*Exercise instructions*
Gather all lines from the material that contain the word "keyed".

*Entries supplied*
==================================================
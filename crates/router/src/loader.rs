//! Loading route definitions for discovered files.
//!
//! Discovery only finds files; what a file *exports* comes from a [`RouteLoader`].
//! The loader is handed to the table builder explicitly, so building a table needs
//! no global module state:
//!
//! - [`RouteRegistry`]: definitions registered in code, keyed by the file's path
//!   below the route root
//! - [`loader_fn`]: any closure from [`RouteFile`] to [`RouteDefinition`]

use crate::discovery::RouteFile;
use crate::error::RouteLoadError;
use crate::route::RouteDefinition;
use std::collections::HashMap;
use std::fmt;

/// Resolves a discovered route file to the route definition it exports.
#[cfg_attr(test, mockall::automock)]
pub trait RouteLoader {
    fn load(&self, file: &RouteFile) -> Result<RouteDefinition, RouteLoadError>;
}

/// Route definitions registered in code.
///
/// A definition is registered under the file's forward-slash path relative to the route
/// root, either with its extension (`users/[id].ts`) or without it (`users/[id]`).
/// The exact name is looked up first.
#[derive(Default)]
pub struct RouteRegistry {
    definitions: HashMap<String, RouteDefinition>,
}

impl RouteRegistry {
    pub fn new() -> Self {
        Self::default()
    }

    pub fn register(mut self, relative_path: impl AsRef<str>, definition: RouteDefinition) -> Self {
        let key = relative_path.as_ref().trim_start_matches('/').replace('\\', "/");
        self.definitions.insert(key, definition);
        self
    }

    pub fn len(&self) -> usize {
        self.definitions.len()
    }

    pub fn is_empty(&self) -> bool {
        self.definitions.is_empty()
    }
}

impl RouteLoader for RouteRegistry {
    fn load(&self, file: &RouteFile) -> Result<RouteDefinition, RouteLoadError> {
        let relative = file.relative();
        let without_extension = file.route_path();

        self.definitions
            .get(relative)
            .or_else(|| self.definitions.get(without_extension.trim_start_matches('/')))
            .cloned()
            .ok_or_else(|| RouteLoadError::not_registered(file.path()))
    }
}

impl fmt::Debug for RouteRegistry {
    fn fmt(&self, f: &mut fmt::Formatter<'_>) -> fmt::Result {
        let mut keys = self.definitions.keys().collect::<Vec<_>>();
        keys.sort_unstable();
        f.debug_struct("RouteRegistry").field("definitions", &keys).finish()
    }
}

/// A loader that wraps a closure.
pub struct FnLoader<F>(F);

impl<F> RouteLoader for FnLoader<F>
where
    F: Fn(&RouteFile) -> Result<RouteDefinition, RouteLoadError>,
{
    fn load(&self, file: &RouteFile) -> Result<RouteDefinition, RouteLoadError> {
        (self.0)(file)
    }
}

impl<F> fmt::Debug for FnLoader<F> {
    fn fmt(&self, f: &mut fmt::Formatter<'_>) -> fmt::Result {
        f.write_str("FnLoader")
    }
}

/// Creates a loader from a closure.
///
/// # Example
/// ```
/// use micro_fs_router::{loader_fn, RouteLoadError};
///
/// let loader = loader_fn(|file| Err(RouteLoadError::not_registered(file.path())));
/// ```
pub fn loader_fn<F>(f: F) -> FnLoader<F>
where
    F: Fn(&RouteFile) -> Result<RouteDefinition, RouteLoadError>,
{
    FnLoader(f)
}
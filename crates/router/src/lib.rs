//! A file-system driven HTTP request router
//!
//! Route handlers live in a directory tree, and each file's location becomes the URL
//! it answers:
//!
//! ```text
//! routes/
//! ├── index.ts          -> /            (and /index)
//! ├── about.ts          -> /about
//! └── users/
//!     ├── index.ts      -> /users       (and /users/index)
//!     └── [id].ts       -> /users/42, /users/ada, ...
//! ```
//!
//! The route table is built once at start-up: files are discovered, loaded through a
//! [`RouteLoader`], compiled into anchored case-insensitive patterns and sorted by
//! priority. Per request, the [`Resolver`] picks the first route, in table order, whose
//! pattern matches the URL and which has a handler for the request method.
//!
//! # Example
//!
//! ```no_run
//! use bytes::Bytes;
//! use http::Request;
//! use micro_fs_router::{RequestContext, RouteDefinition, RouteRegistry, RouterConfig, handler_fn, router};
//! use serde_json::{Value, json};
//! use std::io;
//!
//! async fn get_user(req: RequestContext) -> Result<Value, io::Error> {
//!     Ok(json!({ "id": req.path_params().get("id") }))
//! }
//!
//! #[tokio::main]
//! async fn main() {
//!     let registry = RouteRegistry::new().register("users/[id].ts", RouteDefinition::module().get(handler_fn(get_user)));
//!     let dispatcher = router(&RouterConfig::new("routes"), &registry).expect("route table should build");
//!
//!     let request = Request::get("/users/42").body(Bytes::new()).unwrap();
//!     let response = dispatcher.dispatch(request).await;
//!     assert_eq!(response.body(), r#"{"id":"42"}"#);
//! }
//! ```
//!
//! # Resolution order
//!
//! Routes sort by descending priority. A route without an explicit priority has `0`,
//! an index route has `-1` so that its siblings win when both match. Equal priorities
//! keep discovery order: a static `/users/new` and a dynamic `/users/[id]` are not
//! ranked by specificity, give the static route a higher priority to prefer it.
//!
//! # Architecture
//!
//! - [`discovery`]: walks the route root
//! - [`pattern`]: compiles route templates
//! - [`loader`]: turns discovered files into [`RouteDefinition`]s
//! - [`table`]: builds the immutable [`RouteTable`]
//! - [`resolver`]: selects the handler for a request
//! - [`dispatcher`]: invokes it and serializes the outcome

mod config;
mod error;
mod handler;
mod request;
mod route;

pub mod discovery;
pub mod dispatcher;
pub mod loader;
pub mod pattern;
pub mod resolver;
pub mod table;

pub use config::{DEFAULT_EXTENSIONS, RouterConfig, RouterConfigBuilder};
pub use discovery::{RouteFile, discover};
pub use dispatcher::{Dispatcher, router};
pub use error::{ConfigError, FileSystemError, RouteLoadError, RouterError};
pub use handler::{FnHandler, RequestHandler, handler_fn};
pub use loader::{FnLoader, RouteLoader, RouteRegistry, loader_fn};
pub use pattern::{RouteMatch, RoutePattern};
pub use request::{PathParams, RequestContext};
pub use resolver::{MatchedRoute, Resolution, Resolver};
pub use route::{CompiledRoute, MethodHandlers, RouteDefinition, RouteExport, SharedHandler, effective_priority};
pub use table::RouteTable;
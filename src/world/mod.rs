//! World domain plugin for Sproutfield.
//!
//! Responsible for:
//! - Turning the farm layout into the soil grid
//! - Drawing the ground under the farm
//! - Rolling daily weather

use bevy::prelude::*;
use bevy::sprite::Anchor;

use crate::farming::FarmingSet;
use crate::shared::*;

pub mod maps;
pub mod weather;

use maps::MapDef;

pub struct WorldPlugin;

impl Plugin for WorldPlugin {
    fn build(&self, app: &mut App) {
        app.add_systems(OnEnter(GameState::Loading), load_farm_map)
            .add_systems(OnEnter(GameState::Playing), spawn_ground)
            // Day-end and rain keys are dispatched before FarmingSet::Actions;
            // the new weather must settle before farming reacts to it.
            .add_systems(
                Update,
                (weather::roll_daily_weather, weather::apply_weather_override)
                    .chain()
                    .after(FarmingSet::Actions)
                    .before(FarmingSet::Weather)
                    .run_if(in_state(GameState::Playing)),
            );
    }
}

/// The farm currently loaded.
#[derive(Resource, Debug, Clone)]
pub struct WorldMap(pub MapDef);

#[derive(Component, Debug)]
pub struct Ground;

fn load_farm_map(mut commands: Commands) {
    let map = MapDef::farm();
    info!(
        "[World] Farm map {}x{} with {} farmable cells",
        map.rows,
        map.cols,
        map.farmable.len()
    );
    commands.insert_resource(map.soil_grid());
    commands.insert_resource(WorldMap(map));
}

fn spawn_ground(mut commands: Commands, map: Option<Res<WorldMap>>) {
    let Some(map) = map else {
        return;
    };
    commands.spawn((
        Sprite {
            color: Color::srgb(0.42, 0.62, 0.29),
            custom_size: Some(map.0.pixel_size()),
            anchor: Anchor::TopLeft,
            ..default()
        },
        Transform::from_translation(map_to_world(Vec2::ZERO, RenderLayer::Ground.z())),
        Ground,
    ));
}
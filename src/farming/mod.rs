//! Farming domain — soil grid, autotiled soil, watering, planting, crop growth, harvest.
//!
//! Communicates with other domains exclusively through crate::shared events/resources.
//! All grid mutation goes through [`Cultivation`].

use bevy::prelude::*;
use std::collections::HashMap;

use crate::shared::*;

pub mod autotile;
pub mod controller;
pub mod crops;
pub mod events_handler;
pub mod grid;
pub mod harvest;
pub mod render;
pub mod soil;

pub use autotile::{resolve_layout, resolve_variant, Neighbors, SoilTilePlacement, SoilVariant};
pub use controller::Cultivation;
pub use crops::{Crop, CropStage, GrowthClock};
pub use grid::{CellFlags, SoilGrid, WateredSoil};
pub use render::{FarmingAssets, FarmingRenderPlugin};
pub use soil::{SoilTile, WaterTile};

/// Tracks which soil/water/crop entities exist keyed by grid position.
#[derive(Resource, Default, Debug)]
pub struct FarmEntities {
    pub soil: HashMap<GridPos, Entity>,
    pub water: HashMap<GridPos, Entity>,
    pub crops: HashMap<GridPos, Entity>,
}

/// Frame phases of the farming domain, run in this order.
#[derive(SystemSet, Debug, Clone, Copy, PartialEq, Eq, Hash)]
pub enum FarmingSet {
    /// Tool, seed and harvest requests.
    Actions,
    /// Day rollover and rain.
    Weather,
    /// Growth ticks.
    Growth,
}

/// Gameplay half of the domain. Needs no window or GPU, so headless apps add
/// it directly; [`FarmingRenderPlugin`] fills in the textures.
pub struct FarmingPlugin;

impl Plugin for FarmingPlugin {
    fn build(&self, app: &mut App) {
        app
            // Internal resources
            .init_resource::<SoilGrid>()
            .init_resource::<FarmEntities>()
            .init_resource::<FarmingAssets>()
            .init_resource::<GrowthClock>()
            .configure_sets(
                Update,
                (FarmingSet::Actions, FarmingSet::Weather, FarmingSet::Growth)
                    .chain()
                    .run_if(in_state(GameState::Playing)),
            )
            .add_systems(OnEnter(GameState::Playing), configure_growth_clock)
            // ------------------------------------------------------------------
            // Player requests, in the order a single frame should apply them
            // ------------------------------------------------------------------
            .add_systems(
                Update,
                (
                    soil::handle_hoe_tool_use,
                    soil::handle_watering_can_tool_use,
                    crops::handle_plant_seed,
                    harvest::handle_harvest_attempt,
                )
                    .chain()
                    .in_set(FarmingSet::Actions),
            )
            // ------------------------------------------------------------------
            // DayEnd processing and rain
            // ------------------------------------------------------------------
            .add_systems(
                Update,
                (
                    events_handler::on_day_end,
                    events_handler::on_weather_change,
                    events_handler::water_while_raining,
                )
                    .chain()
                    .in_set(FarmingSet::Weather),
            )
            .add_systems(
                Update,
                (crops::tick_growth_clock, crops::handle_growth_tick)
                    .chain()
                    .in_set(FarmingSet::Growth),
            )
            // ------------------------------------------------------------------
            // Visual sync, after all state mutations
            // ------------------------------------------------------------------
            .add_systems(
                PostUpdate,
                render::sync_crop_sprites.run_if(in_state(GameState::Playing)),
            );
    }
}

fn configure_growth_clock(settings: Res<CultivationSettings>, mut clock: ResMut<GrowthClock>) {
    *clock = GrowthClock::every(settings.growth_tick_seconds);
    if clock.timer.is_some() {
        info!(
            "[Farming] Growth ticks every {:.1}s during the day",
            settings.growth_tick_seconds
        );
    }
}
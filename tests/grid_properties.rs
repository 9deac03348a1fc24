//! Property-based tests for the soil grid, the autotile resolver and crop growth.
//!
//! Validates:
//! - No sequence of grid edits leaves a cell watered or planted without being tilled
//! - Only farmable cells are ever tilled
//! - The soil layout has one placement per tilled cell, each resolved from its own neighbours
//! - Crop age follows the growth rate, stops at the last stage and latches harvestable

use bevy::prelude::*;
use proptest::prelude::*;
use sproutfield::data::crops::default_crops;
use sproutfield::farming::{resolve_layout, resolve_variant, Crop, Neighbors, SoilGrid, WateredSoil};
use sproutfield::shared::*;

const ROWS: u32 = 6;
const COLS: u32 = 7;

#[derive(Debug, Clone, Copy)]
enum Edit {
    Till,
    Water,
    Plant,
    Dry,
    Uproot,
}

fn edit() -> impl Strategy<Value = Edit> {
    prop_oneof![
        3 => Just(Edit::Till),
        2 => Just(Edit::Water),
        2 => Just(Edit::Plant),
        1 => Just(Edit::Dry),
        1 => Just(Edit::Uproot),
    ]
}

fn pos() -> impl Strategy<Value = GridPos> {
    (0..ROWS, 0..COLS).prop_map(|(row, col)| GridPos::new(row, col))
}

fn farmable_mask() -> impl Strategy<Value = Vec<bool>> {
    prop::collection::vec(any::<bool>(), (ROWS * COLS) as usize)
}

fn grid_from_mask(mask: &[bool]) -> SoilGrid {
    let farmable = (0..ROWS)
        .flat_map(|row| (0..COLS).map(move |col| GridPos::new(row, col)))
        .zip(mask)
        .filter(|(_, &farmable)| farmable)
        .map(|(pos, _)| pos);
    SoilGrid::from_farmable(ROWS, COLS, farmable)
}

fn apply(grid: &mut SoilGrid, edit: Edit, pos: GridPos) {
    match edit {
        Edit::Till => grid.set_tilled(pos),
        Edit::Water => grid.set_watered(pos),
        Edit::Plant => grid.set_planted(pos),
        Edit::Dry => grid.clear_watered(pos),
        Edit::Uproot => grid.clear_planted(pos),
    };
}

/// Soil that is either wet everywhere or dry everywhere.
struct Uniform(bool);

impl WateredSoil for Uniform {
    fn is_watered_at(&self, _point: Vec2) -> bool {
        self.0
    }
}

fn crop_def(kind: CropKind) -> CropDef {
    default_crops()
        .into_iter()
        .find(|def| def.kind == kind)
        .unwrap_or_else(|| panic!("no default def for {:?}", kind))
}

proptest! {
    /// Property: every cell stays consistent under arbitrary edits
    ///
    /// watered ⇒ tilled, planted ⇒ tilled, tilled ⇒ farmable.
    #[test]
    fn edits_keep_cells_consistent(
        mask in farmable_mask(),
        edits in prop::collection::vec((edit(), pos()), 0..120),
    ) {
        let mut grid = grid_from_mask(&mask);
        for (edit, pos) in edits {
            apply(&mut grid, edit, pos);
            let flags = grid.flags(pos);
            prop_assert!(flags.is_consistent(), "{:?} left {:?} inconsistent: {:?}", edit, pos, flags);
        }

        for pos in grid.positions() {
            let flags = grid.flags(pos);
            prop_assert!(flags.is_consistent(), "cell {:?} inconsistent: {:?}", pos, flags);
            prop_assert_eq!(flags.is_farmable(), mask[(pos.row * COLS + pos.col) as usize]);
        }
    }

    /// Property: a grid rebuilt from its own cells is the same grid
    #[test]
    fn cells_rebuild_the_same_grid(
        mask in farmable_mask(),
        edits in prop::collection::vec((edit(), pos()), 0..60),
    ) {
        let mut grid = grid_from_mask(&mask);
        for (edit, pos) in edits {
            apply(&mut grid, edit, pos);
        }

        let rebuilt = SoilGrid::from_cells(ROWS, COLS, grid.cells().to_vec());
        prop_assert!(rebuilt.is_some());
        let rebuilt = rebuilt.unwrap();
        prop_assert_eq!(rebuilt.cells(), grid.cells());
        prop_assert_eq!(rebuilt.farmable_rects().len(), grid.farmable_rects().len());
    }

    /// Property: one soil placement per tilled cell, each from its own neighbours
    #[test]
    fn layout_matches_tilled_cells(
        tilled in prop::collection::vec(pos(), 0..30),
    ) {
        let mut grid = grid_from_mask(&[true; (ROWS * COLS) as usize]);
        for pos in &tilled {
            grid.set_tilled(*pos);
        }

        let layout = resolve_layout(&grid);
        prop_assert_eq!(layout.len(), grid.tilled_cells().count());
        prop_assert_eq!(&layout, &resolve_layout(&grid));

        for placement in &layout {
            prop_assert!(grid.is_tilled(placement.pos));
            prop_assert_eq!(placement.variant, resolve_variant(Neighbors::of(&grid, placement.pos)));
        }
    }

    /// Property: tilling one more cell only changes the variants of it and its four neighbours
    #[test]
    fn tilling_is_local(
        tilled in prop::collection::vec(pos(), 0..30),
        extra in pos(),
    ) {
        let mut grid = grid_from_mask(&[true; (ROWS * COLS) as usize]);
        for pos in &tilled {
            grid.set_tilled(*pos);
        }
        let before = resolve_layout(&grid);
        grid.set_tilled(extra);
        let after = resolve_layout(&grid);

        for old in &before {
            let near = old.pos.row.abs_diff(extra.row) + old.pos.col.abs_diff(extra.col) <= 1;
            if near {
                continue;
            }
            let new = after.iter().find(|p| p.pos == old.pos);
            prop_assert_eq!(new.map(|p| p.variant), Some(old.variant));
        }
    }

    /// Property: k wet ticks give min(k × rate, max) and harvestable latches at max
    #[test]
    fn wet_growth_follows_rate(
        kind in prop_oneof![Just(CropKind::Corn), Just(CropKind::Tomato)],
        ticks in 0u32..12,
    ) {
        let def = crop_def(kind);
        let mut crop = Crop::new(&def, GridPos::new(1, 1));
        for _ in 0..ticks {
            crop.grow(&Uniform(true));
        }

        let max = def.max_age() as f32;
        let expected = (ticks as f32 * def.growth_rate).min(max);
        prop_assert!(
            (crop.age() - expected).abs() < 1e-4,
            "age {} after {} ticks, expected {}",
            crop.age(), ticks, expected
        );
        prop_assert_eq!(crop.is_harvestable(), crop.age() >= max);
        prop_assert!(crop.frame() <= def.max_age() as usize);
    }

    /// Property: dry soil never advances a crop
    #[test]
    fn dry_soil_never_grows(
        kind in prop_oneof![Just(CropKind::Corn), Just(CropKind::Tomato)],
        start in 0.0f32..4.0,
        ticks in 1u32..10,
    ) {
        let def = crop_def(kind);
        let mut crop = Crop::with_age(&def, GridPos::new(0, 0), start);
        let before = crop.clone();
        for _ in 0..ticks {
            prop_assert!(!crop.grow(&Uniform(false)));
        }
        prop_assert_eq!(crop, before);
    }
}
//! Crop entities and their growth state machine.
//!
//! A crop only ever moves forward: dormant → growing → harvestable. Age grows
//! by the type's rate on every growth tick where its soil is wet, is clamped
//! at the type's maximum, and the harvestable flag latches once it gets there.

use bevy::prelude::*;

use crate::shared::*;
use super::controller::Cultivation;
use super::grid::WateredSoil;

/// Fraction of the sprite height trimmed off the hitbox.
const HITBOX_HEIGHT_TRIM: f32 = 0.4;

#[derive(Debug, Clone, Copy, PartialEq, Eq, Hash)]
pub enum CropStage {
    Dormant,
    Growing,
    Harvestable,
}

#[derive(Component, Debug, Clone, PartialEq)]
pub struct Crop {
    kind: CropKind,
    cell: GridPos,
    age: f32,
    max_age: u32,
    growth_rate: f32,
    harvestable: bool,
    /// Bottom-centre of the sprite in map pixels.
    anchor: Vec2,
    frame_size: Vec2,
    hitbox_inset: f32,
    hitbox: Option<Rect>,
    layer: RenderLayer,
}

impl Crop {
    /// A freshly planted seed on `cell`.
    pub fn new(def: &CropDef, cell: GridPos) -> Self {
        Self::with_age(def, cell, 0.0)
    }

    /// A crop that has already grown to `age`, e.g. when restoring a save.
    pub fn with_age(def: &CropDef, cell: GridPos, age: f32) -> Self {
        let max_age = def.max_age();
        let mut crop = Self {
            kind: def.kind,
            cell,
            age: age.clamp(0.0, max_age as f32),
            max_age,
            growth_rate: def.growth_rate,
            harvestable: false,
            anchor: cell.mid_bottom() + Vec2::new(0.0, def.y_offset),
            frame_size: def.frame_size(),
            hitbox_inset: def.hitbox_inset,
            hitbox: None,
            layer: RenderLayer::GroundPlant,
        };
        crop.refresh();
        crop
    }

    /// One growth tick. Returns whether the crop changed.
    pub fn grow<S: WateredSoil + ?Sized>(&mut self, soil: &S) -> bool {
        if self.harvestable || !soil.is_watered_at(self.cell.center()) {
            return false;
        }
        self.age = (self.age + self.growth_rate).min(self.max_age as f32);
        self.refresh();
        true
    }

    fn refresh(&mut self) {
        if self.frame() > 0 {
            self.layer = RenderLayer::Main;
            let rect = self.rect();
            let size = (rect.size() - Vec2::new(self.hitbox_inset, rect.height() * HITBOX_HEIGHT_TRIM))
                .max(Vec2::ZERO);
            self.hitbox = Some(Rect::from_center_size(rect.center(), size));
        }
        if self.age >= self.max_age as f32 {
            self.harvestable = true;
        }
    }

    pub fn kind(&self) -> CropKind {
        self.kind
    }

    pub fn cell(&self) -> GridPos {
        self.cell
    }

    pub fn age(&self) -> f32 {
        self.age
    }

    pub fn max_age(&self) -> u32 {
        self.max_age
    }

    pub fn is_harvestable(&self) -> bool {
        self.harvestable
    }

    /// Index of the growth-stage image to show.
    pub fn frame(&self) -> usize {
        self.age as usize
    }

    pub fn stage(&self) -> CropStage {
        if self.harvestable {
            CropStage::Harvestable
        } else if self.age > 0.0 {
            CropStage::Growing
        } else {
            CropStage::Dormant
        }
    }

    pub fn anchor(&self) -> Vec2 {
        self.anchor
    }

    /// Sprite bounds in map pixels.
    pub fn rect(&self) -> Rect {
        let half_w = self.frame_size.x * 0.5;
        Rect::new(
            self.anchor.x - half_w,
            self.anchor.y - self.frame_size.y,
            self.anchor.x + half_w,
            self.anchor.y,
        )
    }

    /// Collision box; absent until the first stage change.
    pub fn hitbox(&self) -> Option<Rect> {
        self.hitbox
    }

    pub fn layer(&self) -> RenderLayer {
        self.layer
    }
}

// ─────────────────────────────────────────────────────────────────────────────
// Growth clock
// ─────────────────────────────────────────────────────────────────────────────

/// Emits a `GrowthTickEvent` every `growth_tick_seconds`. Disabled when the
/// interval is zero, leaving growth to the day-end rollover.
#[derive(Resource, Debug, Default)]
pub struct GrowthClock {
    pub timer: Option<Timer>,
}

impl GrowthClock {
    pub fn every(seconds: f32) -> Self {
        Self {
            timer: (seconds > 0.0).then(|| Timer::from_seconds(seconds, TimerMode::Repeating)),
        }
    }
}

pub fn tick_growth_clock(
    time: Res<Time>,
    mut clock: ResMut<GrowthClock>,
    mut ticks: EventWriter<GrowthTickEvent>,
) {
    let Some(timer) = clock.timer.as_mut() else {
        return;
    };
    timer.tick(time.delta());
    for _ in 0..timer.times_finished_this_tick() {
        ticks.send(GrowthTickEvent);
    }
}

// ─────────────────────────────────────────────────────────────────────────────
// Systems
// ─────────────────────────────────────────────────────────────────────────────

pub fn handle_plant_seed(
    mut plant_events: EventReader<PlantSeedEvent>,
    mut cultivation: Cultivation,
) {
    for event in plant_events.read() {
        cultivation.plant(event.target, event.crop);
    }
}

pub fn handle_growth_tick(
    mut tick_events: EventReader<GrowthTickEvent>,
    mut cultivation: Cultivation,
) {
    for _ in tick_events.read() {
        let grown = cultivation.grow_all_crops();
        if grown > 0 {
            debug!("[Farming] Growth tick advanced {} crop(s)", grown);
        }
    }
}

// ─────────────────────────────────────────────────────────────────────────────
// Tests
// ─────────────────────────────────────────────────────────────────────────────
==================================================
*Exercise answer*
//! - [`RouteRegistry`]: definitions registered in code, keyed by the file's path
/// Tracks which soil/water/crop entities exist keyed by grid position.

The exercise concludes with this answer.